La digitalizzazione che rende umani

"È avvenuto che il mondo, e gli architetti se ne stanno rendendo conto, è mutato e che siamo nell'epoca delle informazioni, nel pieno della Rivoluzione Informatica. E l'epoca informatica funziona non più per messaggi assertivi, causa effetto, ma per messaggi metaforici, traslati. Un edifico non è più buono solo se funziona ed è efficiente, insomma se è una macchina, ma deve dire e dare di più."

(Antonio Saggio, La via dei simboli)

COMMENTO AL SAGGIO "LA VIA DEI SIMBOLI" DI ANTONIO SAGGIO

Il mestiere dell'architetto ha sempre svolto un ruolo molto importante all'interno di una società, del resto l'uomo, inteso come specie, ha sempre avuto bisogno di qualcuno che gli indicasse la corretta via dell'abitare, che abitare non significa solo dormire, magiare o soggiornare presso un luogo preciso, abitare, in questo caso, indica quel posto dove la vita prende forma, si manifesta nella sua quotidianità e nelle sue imprecisioni. Abitare non significa solo casa, ma scuola, uffici, teatri, biblioteche, chiese, strade e parchi. E creare un'abitare degno di queste denominazioni, forse, è un fatto per pochi. 

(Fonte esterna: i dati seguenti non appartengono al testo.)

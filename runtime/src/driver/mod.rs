//! Page automation abstraction.
//!
//! Defines the `PageDriver` trait the collector talks to. Every primitive is
//! fallible; callers decide which failures are worth surfacing. The only
//! production implementation is Chromium via chromiumoxide, tests script
//! their own.

pub mod chromium;

use anyhow::Result;
use async_trait::async_trait;
use serde::{Deserialize, Serialize};
use tokio::sync::mpsc;

/// Result of navigating to a URL.
#[derive(Debug, Clone, Serialize, Deserialize)]
pub struct NavigationResult {
    /// The final URL after any redirects.
    pub final_url: String,
    /// Time taken to load the page in milliseconds.
    pub load_time_ms: u64,
}

/// Opaque reference to an element found by `query_all` / `query_within`.
///
/// Handles are only valid until the next top-level `query_all` on the same
/// driver.
#[derive(Debug, Clone, Copy, PartialEq, Eq, Hash)]
pub struct ElementHandle(pub u64);

/// Which network exchanges a subscription is interested in.
#[derive(Debug, Clone, Default, PartialEq, Eq, Serialize, Deserialize)]
pub struct ResponseFilter {
    /// Every substring must appear in the request URL.
    #[serde(default)]
    pub url_contains: Vec<String>,
    /// HTTP method to match (case-insensitive). `None` matches any method.
    #[serde(default)]
    pub method: Option<String>,
}

impl ResponseFilter {
    pub fn matches(&self, url: &str, method: &str) -> bool {
        let method_ok = self
            .method
            .as_deref()
            .map(|m| m.eq_ignore_ascii_case(method))
            .unwrap_or(true);
        method_ok && self.url_contains.iter().all(|needle| url.contains(needle.as_str()))
    }
}

/// A captured response payload.
#[derive(Debug, Clone)]
pub struct NetworkResponse {
    pub url: String,
    pub method: String,
    pub body: String,
}

/// Live network subscription. Responses queue up in `receiver` until drained.
pub struct NetworkSubscription {
    pub id: u64,
    pub receiver: mpsc::UnboundedReceiver<NetworkResponse>,
}

/// A single browser page (tab) the collector can drive.
#[async_trait]
pub trait PageDriver: Send + Sync {
    /// Navigate to a URL with a timeout.
    async fn navigate(&self, url: &str, timeout_ms: u64) -> Result<NavigationResult>;
    /// Get the current URL.
    async fn current_url(&self) -> Result<String>;

    /// Find all elements matching a CSS selector in the page.
    async fn query_all(&self, selector: &str) -> Result<Vec<ElementHandle>>;
    /// Find all elements matching a CSS selector below `scope`.
    async fn query_within(&self, scope: ElementHandle, selector: &str)
        -> Result<Vec<ElementHandle>>;
    /// Rendered text of an element.
    async fn text(&self, element: ElementHandle) -> Result<String>;
    /// Attribute value of an element, `None` when absent.
    async fn attribute(&self, element: ElementHandle, name: &str) -> Result<Option<String>>;
    /// Whether the element currently occupies layout space.
    async fn visible(&self, element: ElementHandle) -> Result<bool>;
    /// Number of elements matching a selector.
    async fn count(&self, selector: &str) -> Result<usize>;
    /// Click an element.
    async fn click(&self, element: ElementHandle) -> Result<()>;

    /// Scroll the page and its main container to the end.
    async fn scroll_to_end(&self) -> Result<()>;
    /// Press a named key (e.g. "End") on the page.
    async fn press_key(&self, key: &str) -> Result<()>;
    /// Dispatch a mouse wheel event.
    async fn wheel(&self, delta_x: f64, delta_y: f64) -> Result<()>;
    /// Suspend for `ms` milliseconds.
    async fn wait(&self, ms: u64) {
        tokio::time::sleep(std::time::Duration::from_millis(ms)).await;
    }
    /// Wait until at least one element matches `selector`.
    async fn wait_for_selector(&self, selector: &str, timeout_ms: u64) -> Result<()>;
    /// Execute JavaScript in the page context and return the result.
    async fn evaluate(&self, script: &str) -> Result<serde_json::Value>;

    /// Start capturing response payloads matching `filter`.
    async fn on_network_response(&self, filter: ResponseFilter) -> Result<NetworkSubscription>;
    /// Stop a capture started by `on_network_response`.
    async fn off_network_response(&self, id: u64) -> Result<()>;

    /// Open a new page sharing the session but no automation state.
    async fn new_isolated_context(&self) -> Result<Box<dyn PageDriver>>;
    /// Close this page.
    async fn close(self: Box<Self>) -> Result<()>;
}

/// Sanitize a string for safe injection into a JavaScript string literal.
///
/// Escapes backslashes, quotes, backticks, line breaks and angle brackets,
/// and strips null bytes.
pub fn sanitize_js_string(s: &str) -> String {
    let mut result = String::with_capacity(s.len() + 8);
    for ch in s.chars() {
        match ch {
            '\\' => result.push_str("\\\\"),
            '\'' => result.push_str("\\'"),
            '"' => result.push_str("\\\""),
            '`' => result.push_str("\\`"),
            '\n' => result.push_str("\\n"),
            '\r' => result.push_str("\\r"),
            '\t' => result.push_str("\\t"),
            '\0' => {}
            '<' => result.push_str("\\x3c"),
            '>' => result.push_str("\\x3e"),
            _ => result.push(ch),
        }
    }
    result
}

E' noto come l'ambiente che ci circonda possa influenzare negativamente o positivamente la nostra giornata, se non addirittura la nostra vita. Esercitare dunque un mestiere che incida in tal modo nella vita dell'uomo necessita doverosamente di un connubio tra maniera, forma e funzionalità ma anche tra sensibilità, carattere ed emozioni. 

Ogni qual volta si parla di architettura, la si vede come un'arte o una scienza - o la sintesi tra le due - che interviene sul mondo mediante metodi e strumenti che ne consentano l'effettiva esistenza. Ma se infondo anche l'architettura e l'architetto fossero solo uno strumento? Uno dei tanti, ma uno dei migliori per codificare la realtà?

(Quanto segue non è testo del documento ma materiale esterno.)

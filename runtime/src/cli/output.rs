//! Global output flags and tracing setup.
//!
//! Flags are set once by `main` via environment variables so every
//! subcommand can check them without threading them through.

use anyhow::Result;
use tracing_subscriber::EnvFilter;

pub fn is_quiet() -> bool {
    std::env::var_os("HARVEST_QUIET").is_some()
}

pub fn is_json() -> bool {
    std::env::var_os("HARVEST_JSON").is_some()
}

pub fn is_verbose() -> bool {
    std::env::var_os("HARVEST_VERBOSE").is_some()
}

/// Print a value as pretty JSON on stdout.
pub fn print_json(value: &serde_json::Value) {
    match serde_json::to_string_pretty(value) {
        Ok(s) => println!("{s}"),
        Err(e) => eprintln!("  Error: cannot render JSON: {e}"),
    }
}

/// Install the tracing subscriber on stderr.
///
/// `RUST_LOG` wins when set; otherwise `harvest=info`, or debug with
/// `--verbose`.
pub fn init_tracing(log_json: bool) -> Result<()> {
    let default = if is_verbose() {
        "harvest=debug,harvest_runtime=debug"
    } else {
        "harvest=info,harvest_runtime=info"
    };
    let filter = EnvFilter::try_from_default_env().or_else(|_| EnvFilter::try_new(default))?;

    let builder = tracing_subscriber::fmt()
        .with_env_filter(filter)
        .with_writer(std::io::stderr);
    if log_json {
        builder.json().try_init()
    } else {
        builder.try_init()
    }
    .map_err(|e| anyhow::anyhow!("failed to install tracing subscriber: {e}"))
}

Mi piace come Mies van der Rhoe in una sua celeberrima frase spiegò per lui il ruolo dell'architettura: "L'architettura è la volontà di un'epoca tradotta nello spazio"





Sintesi quasi univoca e dimostrativa di come l'uomo si avvalga di questo meraviglioso strumento creativo per tradurre in opere e spazi, idee ed esigenze.

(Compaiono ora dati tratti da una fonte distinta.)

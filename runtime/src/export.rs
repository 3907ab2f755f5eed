//! JSON and CSV export of collected items.

use crate::entity::Entity;
use crate::profile::OutputRule;
use anyhow::{Context, Result};
use chrono::{DateTime, Local};
use serde_json::{Map, Value};
use std::collections::BTreeSet;
use std::path::{Path, PathBuf};

/// One flat record per item, columns named by the profile.
pub fn to_records(items: &[Entity], output: &OutputRule) -> Vec<Map<String, Value>> {
    items
        .iter()
        .map(|e| e.to_record(&output.reference_column, &output.token_column))
        .collect()
}

/// Column order: preferred columns first, then the rest alphabetically.
pub fn columns(records: &[Map<String, Value>], preferred: &[String]) -> Vec<String> {
    let mut columns: Vec<String> = preferred.to_vec();
    let rest: BTreeSet<&String> = records
        .iter()
        .flat_map(|r| r.keys())
        .filter(|k| !preferred.contains(k))
        .collect();
    columns.extend(rest.into_iter().cloned());
    columns
}

/// Render records as CSV text with a header row.
pub fn to_csv(records: &[Map<String, Value>], preferred: &[String]) -> String {
    let columns = columns(records, preferred);
    let mut out = String::new();
    push_row(&mut out, columns.iter().map(String::as_str));
    for record in records {
        let cells: Vec<String> = columns
            .iter()
            .map(|c| record.get(c).map(cell).unwrap_or_default())
            .collect();
        push_row(&mut out, cells.iter().map(String::as_str));
    }
    out
}

fn push_row<'a>(out: &mut String, cells: impl Iterator<Item = &'a str>) {
    let row: Vec<String> = cells.map(quote).collect();
    out.push_str(&row.join(","));
    out.push('\n');
}

/// Flat string form of a JSON value; lists are joined with `;`.
fn cell(value: &Value) -> String {
    match value {
        Value::Null => String::new(),
        Value::String(s) => s.clone(),
        Value::Array(items) => items.iter().map(cell).collect::<Vec<_>>().join(";"),
        other => other.to_string(),
    }
}

/// Quote a cell that contains a separator, a line break or a quote.
pub fn quote(cell: &str) -> String {
    if cell.contains([',', '\n', '\r', '"']) {
        format!("\"{}\"", cell.replace('"', "\"\""))
    } else {
        cell.to_string()
    }
}

/// `<dir>/<profile>-<YYYYmmdd-HHMMSS>.<ext>`
pub fn timestamped_path(dir: &Path, profile: &str, ext: &str, at: DateTime<Local>) -> PathBuf {
    dir.join(format!("{profile}-{}.{ext}", at.format("%Y%m%d-%H%M%S")))
}

/// Write JSON and CSV next to each other. Returns both paths.
pub fn write_all(
    dir: &Path,
    profile: &str,
    items: &[Entity],
    output: &OutputRule,
) -> Result<(PathBuf, PathBuf)> {
    std::fs::create_dir_all(dir)
        .with_context(|| format!("failed to create output directory {}", dir.display()))?;
    let records = to_records(items, output);
    let now = Local::now();

    let json_path = timestamped_path(dir, profile, "json", now);
    let json = serde_json::to_string_pretty(&records).context("failed to serialize items")?;
    std::fs::write(&json_path, json)
        .with_context(|| format!("failed to write {}", json_path.display()))?;

    let csv_path = timestamped_path(dir, profile, "csv", now);
    std::fs::write(&csv_path, to_csv(&records, &output.preferred_columns))
        .with_context(|| format!("failed to write {}", csv_path.display()))?;

    Ok((json_path, csv_path))
}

E' in questo passaggio, di traduzione, che cambia inevitabilmente la figura dell'architetto contemporaneo. 
Come evidenziato anche da Saggio, il contatto, la vicinanza alle sensazioni più che alle funzioni, la monumentalità intesa come "vibrazione di una società locale e globale", innestino un'esigenza al cambiamento ideologico che costringa ad un avvicinamento antropologico.

Da un certo punto di vista l'idea di simbolo ha sempre albergato nella nostra società e dunque anche parlare di un'architettura che si fa, appunto, simbolo di un particolare evento o addirittura di un'intera nazione, risulta inevitabilmente giusto.

Senz'altro quello che si evince dal testo di Saggio è come la tendenza avanguardista ad un'architettura metaforica sia sempre più usuale.
Mettendo in relazione la prima opera di Piano, il 
Beaubourg, con la sua ultima, il nuovo museo di Amsterdam, evidenzia come la volontà dell'architetto sia passata dal creare fondamentalmente una "scatola-fabbrica" ad un'architettura di metafora, sottolineando come in primo luogo il museo "è prima di tutto un edifico metafora (è dichiaratamente una grande nave) e "secondariamente" è anche un edificio che funziona."


(Centro Georges Pompidou)

(Nemo Amsterdam, museo di scienza)


Sorge dunque spontanea una riflessione. 

Come nella mappa della metropolitana di Londra di Herry Beck del 1933, nella quale viene fatto un enorme lavoro di semplificazione e astrazione della realtà per renderla, paradossalmente, più fruibile, anche l'architettura sta andando incontro a questo flusso.  

C'è una frase che mi piace ricordare ogni tanto: "la scienza cerca di spiegare il mondo, l'arte di comprenderlo"

E' forse arrivato il momento di creare un'abitare che comprenda invece che spiegare, che emozioni oltre che funzioni e che smetta di ospitare l'uomo, ma inizi a vivere insieme a lui: ecco forse che cos'è l'architettura come simbolo, una delle altre mappe per vivere meglio.

Ed è anche ironico e buffo vedere come tale sensibilizzazione sia nata con l'avvento delle macchine e come il contrasto con la fredda tecnologia, disarmante e implacabile, abbia fatto nascere un doveroso senso di ritorno alla delicatezza, ma anche alla forza di ciò che ci rende realmente umani: la capacità di saperci emozionare difronte ad un'astrazione simbolica della realtà, che essa sia una mappa, una musica, una poesia o un'architettura.